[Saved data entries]
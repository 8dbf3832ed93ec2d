use crate::models::game_session::{GameSession, GameSessionUpdate, GameStatus, MAX_PLAYERS};
use crate::repositories::errors::game_repository_errors::GameSessionRepositoryError;
use async_trait::async_trait;
use aws_sdk_dynamodb::types::AttributeValue;
use aws_sdk_dynamodb::Client;
use serde_dynamo::{from_item, to_item};
use tracing::debug;

#[cfg(test)]
use mockall::automock;

pub struct DynamoDbGameSessionRepository {
    pub client: Client,
    pub table_name: String,
}

impl DynamoDbGameSessionRepository {
    pub fn new(client: Client, table_name: &str) -> Self {
        Self {
            client,
            table_name: table_name.to_string(),
        }
    }
}

#[cfg_attr(test, automock)]
#[async_trait]
pub trait GameSessionRepository: Send + Sync {
    async fn create_game_session(
        &self,
        game_session: &GameSession,
    ) -> Result<(), GameSessionRepositoryError>;

    async fn get_game_session(
        &self,
        session_id: &str,
    ) -> Result<Option<GameSession>, GameSessionRepositoryError>;

    /// Merges `update` into the stored session and returns the new stored state.
    async fn update_game_session(
        &self,
        session_id: &str,
        update: &GameSessionUpdate,
    ) -> Result<GameSession, GameSessionRepositoryError>;

    /// Deletes the session. With `expected_version` set the delete only
    /// succeeds if the stored session is still at that version.
    async fn delete_game_session(
        &self,
        session_id: &str,
        expected_version: Option<u64>,
    ) -> Result<(), GameSessionRepositoryError>;

    async fn list_game_sessions_for_player(
        &self,
        player_id: &str,
    ) -> Result<Vec<GameSession>, GameSessionRepositoryError>;
}

/// Applies a partial update in place, enforcing the session invariants, and bumps the version.
pub fn merge_update(
    session: &mut GameSession,
    update: &GameSessionUpdate,
) -> Result<(), GameSessionRepositoryError> {
    if let Some(expected) = update.expected_version {
        if expected != session.version {
            return Err(GameSessionRepositoryError::VersionConflict {
                expected,
                actual: session.version,
            });
        }
    }

    if let Some(players) = &update.players {
        if players.len() > MAX_PLAYERS {
            return Err(GameSessionRepositoryError::InvalidUpdate(format!(
                "a session holds at most {} players",
                MAX_PLAYERS
            )));
        }
        if !players.starts_with(&session.players) {
            return Err(GameSessionRepositoryError::InvalidUpdate(
                "existing participants cannot be replaced".to_string(),
            ));
        }
        if players.len() == MAX_PLAYERS && players[0].color == players[1].color {
            return Err(GameSessionRepositoryError::InvalidUpdate(
                "participants must play opposite colors".to_string(),
            ));
        }
    }

    if let Some(history) = &update.history {
        if !history.starts_with(&session.history) {
            return Err(GameSessionRepositoryError::InvalidUpdate(
                "move history is append-only".to_string(),
            ));
        }
    }

    if let Some(status) = &update.status {
        if session.status.is_finished() && !status.is_finished() {
            return Err(GameSessionRepositoryError::InvalidUpdate(
                "a finished session cannot be restarted".to_string(),
            ));
        }
    }

    if let Some(players) = &update.players {
        session.players = players.clone();
    }
    if let Some(position) = &update.position {
        session.position = position.clone();
    }
    if let Some(history) = &update.history {
        session.history = history.clone();
    }
    if let Some(status) = update.status {
        session.status = status;
    }
    session.version += 1;

    Ok(())
}

#[async_trait]
impl GameSessionRepository for DynamoDbGameSessionRepository {
    async fn create_game_session(
        &self,
        game_session: &GameSession,
    ) -> Result<(), GameSessionRepositoryError> {
        let item = to_item(game_session)
            .map_err(|e| GameSessionRepositoryError::Serialization(e.to_string()))?;

        let result = self
            .client
            .put_item()
            .table_name(&self.table_name)
            .set_item(Some(item))
            .condition_expression("attribute_not_exists(session_id)")
            .send()
            .await;

        match result {
            Ok(_) => Ok(()),
            Err(e) => {
                let service_error = e.into_service_error();
                if service_error.is_conditional_check_failed_exception() {
                    Err(GameSessionRepositoryError::AlreadyExists)
                } else {
                    Err(GameSessionRepositoryError::DynamoDb(service_error.to_string()))
                }
            }
        }
    }

    async fn get_game_session(
        &self,
        session_id: &str,
    ) -> Result<Option<GameSession>, GameSessionRepositoryError> {
        let result = self
            .client
            .get_item()
            .table_name(&self.table_name)
            .key("session_id", AttributeValue::S(session_id.to_string()))
            .consistent_read(true)
            .send()
            .await
            .map_err(|e| GameSessionRepositoryError::DynamoDb(e.to_string()))?;

        if let Some(item) = result.item {
            let game_session: GameSession = from_item(item)
                .map_err(|e| GameSessionRepositoryError::Serialization(e.to_string()))?;
            Ok(Some(game_session))
        } else {
            Ok(None)
        }
    }

    async fn update_game_session(
        &self,
        session_id: &str,
        update: &GameSessionUpdate,
    ) -> Result<GameSession, GameSessionRepositoryError> {
        let mut game_session = self
            .get_game_session(session_id)
            .await?
            .ok_or(GameSessionRepositoryError::NotFound)?;
        let read_version = game_session.version;

        merge_update(&mut game_session, update)?;

        let item = to_item(&game_session)
            .map_err(|e| GameSessionRepositoryError::Serialization(e.to_string()))?;

        // The conditional put turns the read-modify-write into a compare-and-swap.
        let result = self
            .client
            .put_item()
            .table_name(&self.table_name)
            .set_item(Some(item))
            .condition_expression("attribute_exists(session_id) AND version = :read_version")
            .expression_attribute_values(
                ":read_version",
                AttributeValue::N(read_version.to_string()),
            )
            .send()
            .await;

        match result {
            Ok(_) => {
                debug!(
                    "Updated game session {} to version {}",
                    session_id, game_session.version
                );
                Ok(game_session)
            }
            Err(e) => {
                let service_error = e.into_service_error();
                if !service_error.is_conditional_check_failed_exception() {
                    return Err(GameSessionRepositoryError::DynamoDb(
                        service_error.to_string(),
                    ));
                }
                match self.get_game_session(session_id).await? {
                    Some(current) => Err(GameSessionRepositoryError::VersionConflict {
                        expected: read_version,
                        actual: current.version,
                    }),
                    None => Err(GameSessionRepositoryError::NotFound),
                }
            }
        }
    }

    async fn delete_game_session(
        &self,
        session_id: &str,
        expected_version: Option<u64>,
    ) -> Result<(), GameSessionRepositoryError> {
        let request = self
            .client
            .delete_item()
            .table_name(&self.table_name)
            .key("session_id", AttributeValue::S(session_id.to_string()));
        let request = match expected_version {
            Some(version) => request
                .condition_expression("attribute_exists(session_id) AND version = :read_version")
                .expression_attribute_values(
                    ":read_version",
                    AttributeValue::N(version.to_string()),
                ),
            None => request.condition_expression("attribute_exists(session_id)"),
        };

        match request.send().await {
            Ok(_) => Ok(()),
            Err(e) => {
                let service_error = e.into_service_error();
                if !service_error.is_conditional_check_failed_exception() {
                    return Err(GameSessionRepositoryError::DynamoDb(
                        service_error.to_string(),
                    ));
                }
                match (expected_version, self.get_game_session(session_id).await?) {
                    (Some(expected), Some(current)) => {
                        Err(GameSessionRepositoryError::VersionConflict {
                            expected,
                            actual: current.version,
                        })
                    }
                    _ => Err(GameSessionRepositoryError::NotFound),
                }
            }
        }
    }

    async fn list_game_sessions_for_player(
        &self,
        player_id: &str,
    ) -> Result<Vec<GameSession>, GameSessionRepositoryError> {
        let mut sessions = Vec::new();
        let mut start_key = None;

        loop {
            let output = self
                .client
                .scan()
                .table_name(&self.table_name)
                .set_exclusive_start_key(start_key)
                .send()
                .await
                .map_err(|e| GameSessionRepositoryError::DynamoDb(e.to_string()))?;

            for item in output.items.unwrap_or_default() {
                let game_session: GameSession = from_item(item)
                    .map_err(|e| GameSessionRepositoryError::Serialization(e.to_string()))?;
                if game_session.participant(player_id).is_some() {
                    sessions.push(game_session);
                }
            }

            match output.last_evaluated_key {
                Some(key) if !key.is_empty() => start_key = Some(key),
                _ => break,
            }
        }

        Ok(sessions)
    }
}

Instructions to follow
From the records above, pull out every line containing the word "stored".

Completed exercise
    /// Merges `update` into the stored session and returns the new stored state.
    /// succeeds if the stored session is still at that version.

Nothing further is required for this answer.